We get to experience that transcription as it was meant to be heard on Volume 6 of the Beethoven Explored series, The Chamber Eroica (Metier msvcd 2008). Ironically the populist-oriented chamber version exists now as a kind of relic. The age when you could fairly easily put together a piano quartet from local musicians and dive into the music is long gone. We all grew up in a world where the "Eroica" was readily available on LP and now CD in small towns with a record store, or at the click of a mouse on the internet today.
Yet the piano quartet version now gives us different reasons for its hearing. It gives us a very cogently boiled-down version of the classic symphony, yes, but in hearing it we experience the work on entirely different terms, as chamber music. Perhaps surprisingly the music wears its chamber identity quite well. There is of course little left of the hugeness and grand sonoric sweep that a good symphony orchestra brings to the music. But the melodic interplay of the four parts holds forth as convincing in entirely different terms. It sounds less romantic, at times more classical. The brio is there but not the wallop of a large, full orchestra.

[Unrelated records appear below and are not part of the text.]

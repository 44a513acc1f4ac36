//! Check-ins: cron and heartbeat events, and the scheduler that delivers them.

pub mod digest;
pub mod event;
pub mod pending;
pub mod scheduler;

pub use digest::{Digest, Occurrence};
pub use event::{CheckInEvent, CheckInKind, CheckInType};
pub use scheduler::Scheduler;

use std::sync::Arc;

/// Handle for reporting check-ins through a shared scheduler
#[derive(Clone)]
pub struct CheckIns {
    scheduler: Arc<Scheduler>,
}

impl CheckIns {
    pub fn new(scheduler: Arc<Scheduler>) -> Self {
        Self { scheduler }
    }

    /// Report that the cron job `identifier` finished.
    ///
    /// Each call is a separate occurrence and is never coalesced with another.
    pub fn cron(&self, identifier: impl Into<String>) {
        Cron::new(identifier).finish(self);
    }

    /// Report the start of cron job `identifier`, run `job`, and report its
    /// finish if `job` succeeded. A failed job only leaves the start event.
    pub fn cron_with<T, E>(
        &self,
        identifier: impl Into<String>,
        job: impl FnOnce() -> Result<T, E>,
    ) -> Result<T, E> {
        let cron = Cron::new(identifier);
        cron.start(self);
        let output = job()?;
        cron.finish(self);
        Ok(output)
    }

    /// Report a heartbeat for `identifier`.
    pub fn heartbeat(&self, identifier: impl Into<String>) {
        self.scheduler.schedule(CheckInEvent::heartbeat(identifier));
    }

    pub fn scheduler(&self) -> &Arc<Scheduler> {
        &self.scheduler
    }
}

/// One occurrence of a cron job
///
/// The start and finish events of a `Cron` share its occurrence token, so
/// reporting the same event twice before it is transmitted only sends the
/// latest one.
#[derive(Debug, Clone)]
pub struct Cron {
    identifier: String,
    occurrence: Occurrence,
}

impl Cron {
    pub fn new(identifier: impl Into<String>) -> Self {
        Self {
            identifier: identifier.into(),
            occurrence: Occurrence::next(),
        }
    }

    pub fn identifier(&self) -> &str {
        &self.identifier
    }

    pub fn start_event(&self) -> CheckInEvent {
        CheckInEvent::cron(self.identifier.clone(), CheckInKind::Start, self.occurrence)
    }

    pub fn finish_event(&self) -> CheckInEvent {
        CheckInEvent::cron(self.identifier.clone(), CheckInKind::Finish, self.occurrence)
    }

    pub fn start(&self, check_ins: &CheckIns) {
        check_ins.scheduler.schedule(self.start_event());
    }

    pub fn finish(&self, check_ins: &CheckIns) {
        check_ins.scheduler.schedule(self.finish_event());
    }
}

Part of this has to do with the quality of the transcription, put together then by we-do-not-know-who. The liner notes of the CD make a case for the likelihood that Beethoven himself did it, since it shows such a familiarity with the full score and faithfully choses the essence of the music for chamber presentation. In the end it probably does not matter all that much who did it.

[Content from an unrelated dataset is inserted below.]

//! Configuration sources, lowest precedence first.

pub mod environment;
pub mod global_file;
pub mod project_file;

The chamber quartet of Peter Sheppard Skaerved on violin, Dov Scheindlin, viola, Neil Heyde, cello, and Aaron Schorr, piano, enter into the spirit of the music with enthusiasm and joy, with style and great grace. They give to the music all the Beethovenesque stylings one could ask for, so that suddenly we see the parallels between this chamber "Eroica" and something like the "Ghost" Trio. Listen to the funeral movement for example and you hear something quite a bit more intimate but moving still. And when you consider that music lovers of the era probably heard this version as much or more than the symphonic rendition, it does make you pause.
I for one find this recording enlightening and quite a joy to hear. That should hold true for anyone who has valued the "Eroica" over the years and is ready for a different take on it. Bravo!